**Problem requirements**
Return each of the entries below precisely as it appears.

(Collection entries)
++++++++++++++++++++
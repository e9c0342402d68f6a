//! Configuration loader with multi-source merging

use crate::{CastellanConfig, Paths};
use anyhow::{Context, Result};
use std::env;
use std::path::{Path, PathBuf};

/// Configuration loader with builder pattern
pub struct ConfigLoader {
    project_dir: PathBuf,
    env_prefix: String,
    user_config: bool,
}

impl ConfigLoader {
    /// Create a new config loader rooted at the current directory
    pub fn new() -> Self {
        Self {
            project_dir: env::current_dir().unwrap_or_else(|_| PathBuf::from(".")),
            env_prefix: "CASTELLAN".to_string(),
            user_config: true,
        }
    }

    /// Set the project directory
    pub fn with_project_dir(mut self, dir: impl AsRef<Path>) -> Self {
        self.project_dir = dir.as_ref().to_path_buf();
        self
    }

    /// Set the environment variable prefix (default: "CASTELLAN")
    pub fn with_env_prefix(mut self, prefix: impl Into<String>) -> Self {
        self.env_prefix = prefix.into();
        self
    }

    /// Skip `~/.config/castellan/config.toml`
    pub fn without_user_config(mut self) -> Self {
        self.user_config = false;
        self
    }

    /// Load configuration from all sources with proper precedence
    pub fn load(self) -> Result<CastellanConfig> {
        let mut builder = config::Config::builder();

        // 1. Built-in defaults
        let defaults = CastellanConfig::default();
        builder = builder.add_source(config::Config::try_from(&defaults)?);

        // 2. User config
        if self.user_config {
            if let Ok(user_config_file) = Paths::new().user_config_file() {
                if user_config_file.exists() {
                    builder = builder.add_source(toml_file(user_config_file));
                }
            }
        }

        // 3. Project config (castellan.toml)
        let project_config_file = Paths::project_config_file(&self.project_dir);
        if project_config_file.exists() {
            builder = builder.add_source(toml_file(project_config_file));
        }

        // 4. Local overrides (castellan.local.toml)
        let local_config_file = Paths::local_config_file(&self.project_dir);
        if local_config_file.exists() {
            builder = builder.add_source(toml_file(local_config_file));
        }

        // 5. Environment: CASTELLAN_CACHE__TTL_SECS=60 sets cache.ttl_secs.
        // A double underscore separates sections since keys contain single ones.
        builder = builder.add_source(
            config::Environment::with_prefix(&self.env_prefix)
                .prefix_separator("_")
                .separator("__")
                .list_separator(",")
                .with_list_parse_key("auth.audience")
                .try_parsing(true),
        );

        let config = builder.build().context("Failed to build configuration")?;

        config
            .try_deserialize()
            .context("Failed to deserialize configuration")
    }
}

impl Default for ConfigLoader {
    fn default() -> Self {
        Self::new()
    }
}

fn toml_file(path: PathBuf) -> config::File<config::FileSourceFile, config::FileFormat> {
    config::File::from(path)
        .required(false)
        .format(config::FileFormat::Toml)
}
++++++++++++++++++++
**Exercise output**
repository e9c0342402d68f6a
//! Configuration loader with multi-source merging

use crate::{CastellanConfig, Paths};
use anyhow::{Context, Result};
use std::env;
use std::path::{Path, PathBuf};

/// Configuration loader with builder pattern
pub struct ConfigLoader {
    project_dir: PathBuf,
    env_prefix: String,
    user_config: bool,
}

impl ConfigLoader {
    /// Create a new config loader rooted at the current directory
    pub fn new() -> Self {
        Self {
            project_dir: env::current_dir().unwrap_or_else(|_| PathBuf::from(".")),
            env_prefix: "CASTELLAN".to_string(),
            user_config: true,
        }
    }

    /// Set the project directory
    pub fn with_project_dir(mut self, dir: impl AsRef<Path>) -> Self {
        self.project_dir = dir.as_ref().to_path_buf();
        self
    }

    /// Set the environment variable prefix (default: "CASTELLAN")
    pub fn with_env_prefix(mut self, prefix: impl Into<String>) -> Self {
        self.env_prefix = prefix.into();
        self
    }

    /// Skip `~/.config/castellan/config.toml`
    pub fn without_user_config(mut self) -> Self {
        self.user_config = false;
        self
    }

    /// Load configuration from all sources with proper precedence
    pub fn load(self) -> Result<CastellanConfig> {
        let mut builder = config::Config::builder();

        // 1. Built-in defaults
        let defaults = CastellanConfig::default();
        builder = builder.add_source(config::Config::try_from(&defaults)?);

        // 2. User config
        if self.user_config {
            if let Ok(user_config_file) = Paths::new().user_config_file() {
                if user_config_file.exists() {
                    builder = builder.add_source(toml_file(user_config_file));
                }
            }
        }

        // 3. Project config (castellan.toml)
        let project_config_file = Paths::project_config_file(&self.project_dir);
        if project_config_file.exists() {
            builder = builder.add_source(toml_file(project_config_file));
        }

        // 4. Local overrides (castellan.local.toml)
        let local_config_file = Paths::local_config_file(&self.project_dir);
        if local_config_file.exists() {
            builder = builder.add_source(toml_file(local_config_file));
        }

        // 5. Environment: CASTELLAN_CACHE__TTL_SECS=60 sets cache.ttl_secs.
        // A double underscore separates sections since keys contain single ones.
        builder = builder.add_source(
            config::Environment::with_prefix(&self.env_prefix)
                .prefix_separator("_")
                .separator("__")
                .list_separator(",")
                .with_list_parse_key("auth.audience")
                .try_parsing(true),
        );

        let config = builder.build().context("Failed to build configuration")?;

        config
            .try_deserialize()
            .context("Failed to deserialize configuration")
    }
}

impl Default for ConfigLoader {
    fn default() -> Self {
        Self::new()
    }
}

fn toml_file(path: PathBuf) -> config::File<config::FileSourceFile, config::FileFormat> {
    config::File::from(path)
        .required(false)
        .format(config::FileFormat::Toml)
}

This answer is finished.